▸ Work instructions: I need each line of the entries below that includes the string "encoded".

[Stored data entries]
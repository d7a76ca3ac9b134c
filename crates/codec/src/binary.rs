//! Fixed-width big-endian codec (the default).
//!
//! Numeric kinds occupy exactly 8 bytes, big-endian, so encoded values
//! sort and compare the way the store's raw-byte comparator expects.
//! Booleans are one byte, strings pass through untouched.

use byteorder::{BigEndian, ByteOrder};
use rowmap_core::error::DecodeError;
use rowmap_core::value::Kind;

use crate::traits::ValueCodec;

/// Width in bytes of every fixed-width numeric encoding
pub const FIXED_WIDTH: usize = 8;

/// Fixed-width big-endian codec.
///
/// Decoding a numeric kind reads the first [`FIXED_WIDTH`] bytes and fails
/// only when fewer are present; trailing bytes are ignored. A boolean cell
/// must be exactly one byte: `0x01` is true, anything else is false.
/// String decoding never fails; invalid UTF-8 is replaced rather than
/// rejected, since row data may predate this layer.
///
/// # Example
///
/// ```
/// use rowmap_codec::{BinaryCodec, ValueCodec};
///
/// let codec = BinaryCodec;
/// let encoded = codec.encode_int(30);
/// assert_eq!(encoded, vec![0, 0, 0, 0, 0, 0, 0, 30]);
/// assert_eq!(codec.decode_int(&encoded).unwrap(), 30);
/// ```
#[derive(Debug, Clone, Copy, Default)]
pub struct BinaryCodec;

fn fixed(kind: Kind, data: &[u8]) -> Result<&[u8], DecodeError> {
    if data.len() < FIXED_WIDTH {
        return Err(DecodeError::Truncated {
            kind,
            expected: FIXED_WIDTH,
            actual: data.len(),
        });
    }
    Ok(&data[..FIXED_WIDTH])
}

impl ValueCodec for BinaryCodec {
    fn codec_id(&self) -> &'static str {
        "binary-be"
    }

    fn encode_int(&self, value: i64) -> Vec<u8> {
        let mut buf = [0u8; FIXED_WIDTH];
        BigEndian::write_i64(&mut buf, value);
        buf.to_vec()
    }

    fn decode_int(&self, data: &[u8]) -> Result<i64, DecodeError> {
        Ok(BigEndian::read_i64(fixed(Kind::Int, data)?))
    }

    fn encode_uint(&self, value: u64) -> Vec<u8> {
        let mut buf = [0u8; FIXED_WIDTH];
        BigEndian::write_u64(&mut buf, value);
        buf.to_vec()
    }

    fn decode_uint(&self, data: &[u8]) -> Result<u64, DecodeError> {
        Ok(BigEndian::read_u64(fixed(Kind::Uint, data)?))
    }

    fn encode_float(&self, value: f64) -> Vec<u8> {
        let mut buf = [0u8; FIXED_WIDTH];
        BigEndian::write_f64(&mut buf, value);
        buf.to_vec()
    }

    fn decode_float(&self, data: &[u8]) -> Result<f64, DecodeError> {
        Ok(BigEndian::read_f64(fixed(Kind::Float, data)?))
    }

    fn encode_bool(&self, value: bool) -> Vec<u8> {
        vec![u8::from(value)]
    }

    fn decode_bool(&self, data: &[u8]) -> Result<bool, DecodeError> {
        if data.len() != 1 {
            return Err(DecodeError::InvalidBoolean { len: data.len() });
        }
        Ok(data[0] == 0x01)
    }

    fn encode_string(&self, value: &str) -> Vec<u8> {
        value.as_bytes().to_vec()
    }

    fn decode_string(&self, data: &[u8]) -> Result<String, DecodeError> {
        Ok(String::from_utf8_lossy(data).into_owned())
    }
}
//! Column selections on writes.

use crate::common::{be64, user_mapper, User, USER_TABLE};
use rowmap::{Column, Error, SchemaError};

#[test]
fn selection_writes_only_named_columns() {
    let mapper = user_mapper();
    let user = User {
        id: "u1".to_string(),
        name: "Ann".to_string(),
        age: 30,
    };
    mapper.set(&user, &[Column::new("profile", "age")]).unwrap();

    let row = mapper.transport().stored_row(USER_TABLE, b"u1").unwrap();
    assert_eq!(row.columns.len(), 1);
    assert_eq!(row.columns[0].key(), "profile:age");
    assert_eq!(row.columns[0].value, be64(30));
}

#[test]
fn selection_applies_to_every_batch_record() {
    let mapper = user_mapper();
    let users = vec![
        User {
            id: "u1".to_string(),
            name: "Ann".to_string(),
            age: 30,
        },
        User {
            id: "u2".to_string(),
            name: "Bea".to_string(),
            age: 31,
        },
    ];
    mapper
        .batch_set(&users, &[Column::new("profile", "name")])
        .unwrap();

    for key in [b"u1".as_slice(), b"u2".as_slice()] {
        let row = mapper.transport().stored_row(USER_TABLE, key).unwrap();
        assert_eq!(row.columns.len(), 1);
        assert_eq!(row.columns[0].key(), "profile:name");
    }
}

#[test]
fn unknown_selection_fails_before_io() {
    let mapper = user_mapper();
    let user = User {
        id: "u1".to_string(),
        name: "Ann".to_string(),
        age: 30,
    };
    let err = mapper
        .set(&user, &[Column::new("profile", "nickname")])
        .unwrap_err();
    assert!(matches!(
        err,
        Error::Schema(SchemaError::UnknownColumn { ref key, .. }) if key == "profile:nickname"
    ));
    assert_eq!(mapper.transport().row_count(USER_TABLE), 0, "nothing written");
}

#[test]
fn partial_update_leaves_other_columns_intact() {
    let mapper = user_mapper();
    let user = User {
        id: "u1".to_string(),
        name: "Ann".to_string(),
        age: 30,
    };
    mapper.set(&user, &[]).unwrap();

    let older = User {
        id: "u1".to_string(),
        name: "ignored".to_string(),
        age: 31,
    };
    mapper.set(&older, &[Column::new("profile", "age")]).unwrap();

    let found = mapper.get::<User>("u1");
    assert_eq!(found.value.name, "Ann", "unselected column untouched");
    assert_eq!(found.value.age, 31);
}
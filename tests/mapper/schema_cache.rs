//! Schema resolution and caching behavior.

use std::sync::Arc;

use crate::common::{BrokenBinding, Reading, User};
use rowmap::{Schema, SchemaError, SchemaRegistry};

#[test]
fn resolving_twice_returns_identical_mapping() {
    let registry = SchemaRegistry::new();
    let first = registry.resolve::<User>().unwrap();
    let second = registry.resolve::<User>().unwrap();

    assert!(Arc::ptr_eq(&first, &second), "cached entry, not a rebuild");
    assert_eq!(first.field_index("profile:name"), Some(0));
    assert_eq!(first.field_index("profile:age"), Some(1));
}

#[test]
fn schemas_are_per_type() {
    let registry = SchemaRegistry::new();
    registry.resolve::<User>().unwrap();
    registry.resolve::<Reading>().unwrap();
    assert_eq!(registry.len(), 2);

    let reading = registry.resolve::<Reading>().unwrap();
    assert_eq!(reading.field_index("profile:name"), None);
    assert_eq!(reading.field_index("data,count"), None);
    assert_eq!(reading.field_index("data:count"), Some(1));
}

#[test]
fn unbound_fields_are_excluded_both_directions() {
    let registry = SchemaRegistry::new();
    let schema = registry.resolve::<Reading>().unwrap();
    assert_eq!(schema.column_count(), 5);
    assert_eq!(schema.column_key(5), None, "tag `-` stays unmapped");
}

#[test]
fn malformed_binding_fails_resolution() {
    let registry = SchemaRegistry::new();
    let err = registry.resolve::<BrokenBinding>().unwrap_err();
    assert!(matches!(
        err,
        SchemaError::MalformedBinding { field: "value", .. }
    ));
    assert!(registry.is_empty(), "failed derivations are not cached");
}

#[test]
fn derive_without_registry_matches_cached_schema() {
    let derived = Schema::derive::<User>().unwrap();
    let registry = SchemaRegistry::new();
    let cached = registry.resolve::<User>().unwrap();
    assert_eq!(derived, *cached);
}

#[test]
fn concurrent_resolution_builds_once() {
    let registry = Arc::new(SchemaRegistry::new());
    let handles: Vec<_> = (0..8)
        .map(|_| {
            let registry = Arc::clone(&registry);
            std::thread::spawn(move || registry.resolve::<Reading>().unwrap())
        })
        .collect();

    let schemas: Vec<_> = handles.into_iter().map(|h| h.join().unwrap()).collect();
    assert_eq!(registry.len(), 1);
    for schema in &schemas[1..] {
        assert!(Arc::ptr_eq(&schemas[0], schema));
    }
}
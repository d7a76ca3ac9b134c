//! rowmap - typed record mapping for remote column-family stores
//!
//! rowmap maps application-defined record types onto rows of a
//! schema-less, column-family store (byte-string row keys,
//! `family:qualifier` cells, lexicographic row ordering) without
//! per-field serialization or hand-written scan pagination.
//!
//! # Quick Start
//!
//! ```
//! use rowmap::{
//!     FieldBinding, Kind, Mapper, Record, Value,
//!     testing::MemoryTransport,
//! };
//!
//! #[derive(Debug, Default, PartialEq)]
//! struct User {
//!     id: String,
//!     name: String,
//!     age: i64,
//! }
//!
//! impl Record for User {
//!     fn namespace() -> &'static str {
//!         "account"
//!     }
//!
//!     fn table_name() -> &'static str {
//!         "user"
//!     }
//!
//!     fn bindings() -> &'static [FieldBinding] {
//!         const BINDINGS: &[FieldBinding] = &[
//!             FieldBinding::new("name", "profile,name", Kind::String),
//!             FieldBinding::new("age", "profile,age", Kind::Int),
//!         ];
//!         BINDINGS
//!     }
//!
//!     fn row_key(&self) -> &str {
//!         &self.id
//!     }
//!
//!     fn set_row_key(&mut self, key: String) {
//!         self.id = key;
//!     }
//!
//!     fn get_field(&self, index: usize) -> Option<Value> {
//!         match index {
//!             0 => Some(Value::String(self.name.clone())),
//!             1 => Some(Value::Int(self.age)),
//!             _ => None,
//!         }
//!     }
//!
//!     fn set_field(&mut self, index: usize, value: Value) {
//!         match (index, value) {
//!             (0, Value::String(s)) => self.name = s,
//!             (1, Value::Int(n)) => self.age = n,
//!             _ => {}
//!         }
//!     }
//! }
//!
//! let mapper = Mapper::new(MemoryTransport::new());
//!
//! let user = User { id: "u1".into(), name: "Ann".into(), age: 30 };
//! mapper.set(&user, &[]).unwrap();
//!
//! let found = mapper.get::<User>("u1");
//! assert!(found.is_ok());
//! assert_eq!(found.value, user);
//! ```
//!
//! # Architecture
//!
//! The workspace splits along its seams:
//!
//! - `rowmap-core`: the data model, the [`Record`] capability trait, the
//!   [`Transport`] boundary, and the error taxonomy
//! - `rowmap-codec`: pluggable scalar codecs ([`BinaryCodec`] by default)
//! - `rowmap-mapper`: schema cache, record mapper, and the paginating
//!   scan driver
//!
//! The transport itself (wire protocol, connections, auth, timeouts) is
//! an external collaborator: anything implementing [`Transport`] plugs
//! in, including the bundled in-memory [`testing::MemoryTransport`].

// Re-export the public API of the member crates
pub use rowmap_codec::{get_codec, BinaryCodec, TextCodec, ValueCodec};
pub use rowmap_core::{
    Column, ColumnValue, DecodeError, Error, FieldBinding, Filter, Kind, Outcome, Record, Result,
    Row, RowMutation, ScanSpec, SchemaError, TableRef, Transport, TransportError, Value,
    NO_BINDING,
};
pub use rowmap_mapper::{
    closest_row_after, testing, Mapper, MapperConfig, Schema, SchemaRegistry, ScanDriver,
    ScanOutcome, DEFAULT_BATCH_SIZE,
};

▸ Response area:
//! Numeric kinds occupy exactly 8 bytes, big-endian, so encoded values
/// let encoded = codec.encode_int(30);
/// assert_eq!(encoded, vec![0, 0, 0, 0, 0, 0, 0, 30]);
/// assert_eq!(codec.decode_int(&encoded).unwrap(), 30);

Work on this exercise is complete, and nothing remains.